In previous posts, I used popular machine learning algorithms to fit models to best predict MPG using the cars_19 dataset which is a dataset I created from publicly available data from the Environmental Protection Agency. It was discovered that support vector machine was clearly the winner in predicting MPG and SVM produces models with the lowest RMSE. In this post I am going to use LightGBM to build a predictive model and compare the RMSE to the other models.

The raw data is located on the EPA government site.

Similar to the other models, the variables/features I am using are: Engine displacement (size), number of cylinders, transmission type, number of gears, air inspired method, regenerative braking type, battery capacity Ah, drivetrain, fuel type, cylinder deactivate, and variable valve. The LightGBM package does not handle factors so I will have to transform them into dummy variables. After creating the dummy variables, I will be using 33 input variables.

```
str(cars_19)
'data.frame': 1253 obs. of 12 variables:
$ fuel_economy_combined: int 21 28 21 26 28 11 15 18 17 15 ...
$ eng_disp : num 3.5 1.8 4 2 2 8 6.2 6.2 6.2 6.2 ...
$ num_cyl : int 6 4 8 4 4 16 8 8 8 8 ...
$ transmission : Factor w/ 7 levels "A","AM","AMS",..: 3 2 6 3 6 3 6 6 6 5 ...
$ num_gears : int 9 6 8 7 8 7 8 8 8 7 ...
$ air_aspired_method : Factor w/ 5 levels "Naturally Aspirated",..: 4 4 4 4 4 4 3 1 3 3 ...
$ regen_brake : Factor w/ 3 levels "","Electrical Regen Brake",..: 2 1 1 1 1 1 1 1 1 1 ...
$ batt_capacity_ah : num 4.25 0 0 0 0 0 0 0 0 0 ...
$ drive : Factor w/ 5 levels "2-Wheel Drive, Front",..: 4 2 2 4 2 4 2 2 2 2 ...
$ fuel_type : Factor w/ 5 levels "Diesel, ultra low sulfur (15 ppm, maximum)",..: 4 3 3 5 3 4 4 4 4 4 ...
$ cyl_deactivate : Factor w/ 2 levels "N","Y": 1 1 1 1 1 2 1 2 2 1 ...
$ variable_valve : Factor w/ 2 levels "N","Y": 2 2 2 2 2 2 2 2 2 2 ...
```

One of the biggest challenges with this dataset is it is small to be running machine learning models on. The train data set is 939 rows and the test data set is only 314 rows. In an ideal situation there would be more data, but this is real data and all data that is available.
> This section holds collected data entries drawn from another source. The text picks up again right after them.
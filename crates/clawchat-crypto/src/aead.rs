//! ChaCha20-Poly1305 authenticated encryption.
//!
//! Identity files use the 96-bit-nonce construction; the nonce is
//! freshly random per encryption and stored alongside the ciphertext.
//! A nonce must never be reused with the same key.

use chacha20poly1305::aead::{Aead, KeyInit, Payload};
use chacha20poly1305::{ChaCha20Poly1305, Key, Nonce};
use clawchat_types::{ClawchatError, Result};
use rand::rngs::OsRng;
use rand::RngCore;

// ---------------------------------------------------------------------------
// AeadNonce
// ---------------------------------------------------------------------------

/// 96-bit (12-byte) nonce for ChaCha20-Poly1305.
#[derive(Clone, Copy, Debug, Eq, PartialEq)]
pub struct AeadNonce([u8; 12]);

impl AeadNonce {
    /// Fixed byte length of a ChaCha20-Poly1305 nonce.
    pub const LEN: usize = 12;

    /// Creates an [`AeadNonce`] from raw bytes.
    pub fn from_bytes(bytes: [u8; 12]) -> Self {
        Self(bytes)
    }

    /// Returns the underlying 12-byte array.
    pub fn as_bytes(&self) -> &[u8; 12] {
        &self.0
    }
}

/// Generates a fresh random nonce from OS entropy.
pub fn generate_nonce() -> AeadNonce {
    let mut bytes = [0u8; 12];
    OsRng.fill_bytes(&mut bytes);
    AeadNonce(bytes)
}

// ---------------------------------------------------------------------------
// Encrypt / Decrypt
// ---------------------------------------------------------------------------

/// Encrypts `plaintext` under `key` with the given nonce.
///
/// The returned ciphertext carries the 16-byte Poly1305 tag appended.
/// `aad` is authenticated but not encrypted; pass `&[]` if unused.
pub fn encrypt(
    key: &[u8; 32],
    nonce: &AeadNonce,
    plaintext: &[u8],
    aad: &[u8],
) -> Result<Vec<u8>> {
    let cipher = ChaCha20Poly1305::new(Key::from_slice(key));
    cipher
        .encrypt(
            Nonce::from_slice(&nonce.0),
            Payload {
                msg: plaintext,
                aad,
            },
        )
        .map_err(|e| ClawchatError::Auth {
            reason: format!("ChaCha20-Poly1305 encryption failed: {e}"),
        })
}

/// Decrypts `ciphertext` (tag appended) under `key` and `nonce`.
///
/// # Errors
///
/// Returns [`ClawchatError::Auth`] when tag verification fails —
/// wrong key, wrong nonce, tampered ciphertext, or mismatched AAD.
pub fn decrypt(
    key: &[u8; 32],
    nonce: &AeadNonce,
    ciphertext: &[u8],
    aad: &[u8],
) -> Result<Vec<u8>> {
    let cipher = ChaCha20Poly1305::new(Key::from_slice(key));
    cipher
        .decrypt(
            Nonce::from_slice(&nonce.0),
            Payload {
                msg: ciphertext,
                aad,
            },
        )
        .map_err(|e| ClawchatError::Auth {
            reason: format!("ChaCha20-Poly1305 decryption failed: {e}"),
        })
}

// ---------------------------------------------------------------------------
// Tests
// ---------------------------------------------------------------------------

#[cfg(test)]
mod tests {
    use super::*;

    #[test]
    fn encrypt_decrypt_roundtrip() -> Result<()> {
        let key = [0x42u8; 32];
        let nonce = generate_nonce();
        let plaintext = b"hello clawchat";

        let ciphertext = encrypt(&key, &nonce, plaintext, b"header")?;
        assert_ne!(ciphertext.as_slice(), plaintext.as_slice());
        assert_eq!(ciphertext.len(), plaintext.len() + 16);

        let decrypted = decrypt(&key, &nonce, &ciphertext, b"header")?;
        assert_eq!(decrypted.as_slice(), plaintext.as_slice());
        Ok(())
    }

    #[test]
    fn empty_plaintext_roundtrip() -> Result<()> {
        let key = [0x01u8; 32];
        let nonce = generate_nonce();
        let ciphertext = encrypt(&key, &nonce, b"", b"")?;
        assert_eq!(ciphertext.len(), 16);
        assert!(decrypt(&key, &nonce, &ciphertext, b"")?.is_empty());
        Ok(())
    }

    #[test]
    fn wrong_key_fails() -> Result<()> {
        let nonce = generate_nonce();
        let ciphertext = encrypt(&[0x42u8; 32], &nonce, b"secret", b"")?;
        assert!(decrypt(&[0x43u8; 32], &nonce, &ciphertext, b"").is_err());
        Ok(())
    }

    #[test]
    fn wrong_nonce_fails() -> Result<()> {
        let key = [0x42u8; 32];
        let ciphertext = encrypt(&key, &generate_nonce(), b"secret", b"")?;
        assert!(decrypt(&key, &generate_nonce(), &ciphertext, b"").is_err());
        Ok(())
    }

    #[test]
    fn tampered_ciphertext_fails() -> Result<()> {
        let key = [0x42u8; 32];
        let nonce = generate_nonce();
        let mut ciphertext = encrypt(&key, &nonce, b"secret", b"")?;
        ciphertext[0] ^= 0xFF;
        assert!(decrypt(&key, &nonce, &ciphertext, b"").is_err());
        Ok(())
    }

    #[test]
    fn wrong_aad_fails() -> Result<()> {
        let key = [0x42u8; 32];
        let nonce = generate_nonce();
        let ciphertext = encrypt(&key, &nonce, b"secret", b"right")?;
        assert!(decrypt(&key, &nonce, &ciphertext, b"wrong").is_err());
        Ok(())
    }

    #[test]
    fn generated_nonces_differ() {
        assert_ne!(generate_nonce().as_bytes(), generate_nonce().as_bytes());
    }
}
After getting a working model and performing trial and error exploratory analysis to estimate the hyperparameters, I am going to run a grid search using:

```
max_depth
num_leaves
num_iterations
early_stopping_rounds
learning_rate
```

As a general rule of thumb **num_leaves = 2^(max_depth) **and **num leaves** and **max_depth** need to be tuned together to prevent overfitting. Solving for **max_depth**:

`max_depth = round(log(num_leaves) / log(2),0)`

This is just a guideline, I found values for both hyperparameters higher than the final hyper_grid below caused the model to overfit.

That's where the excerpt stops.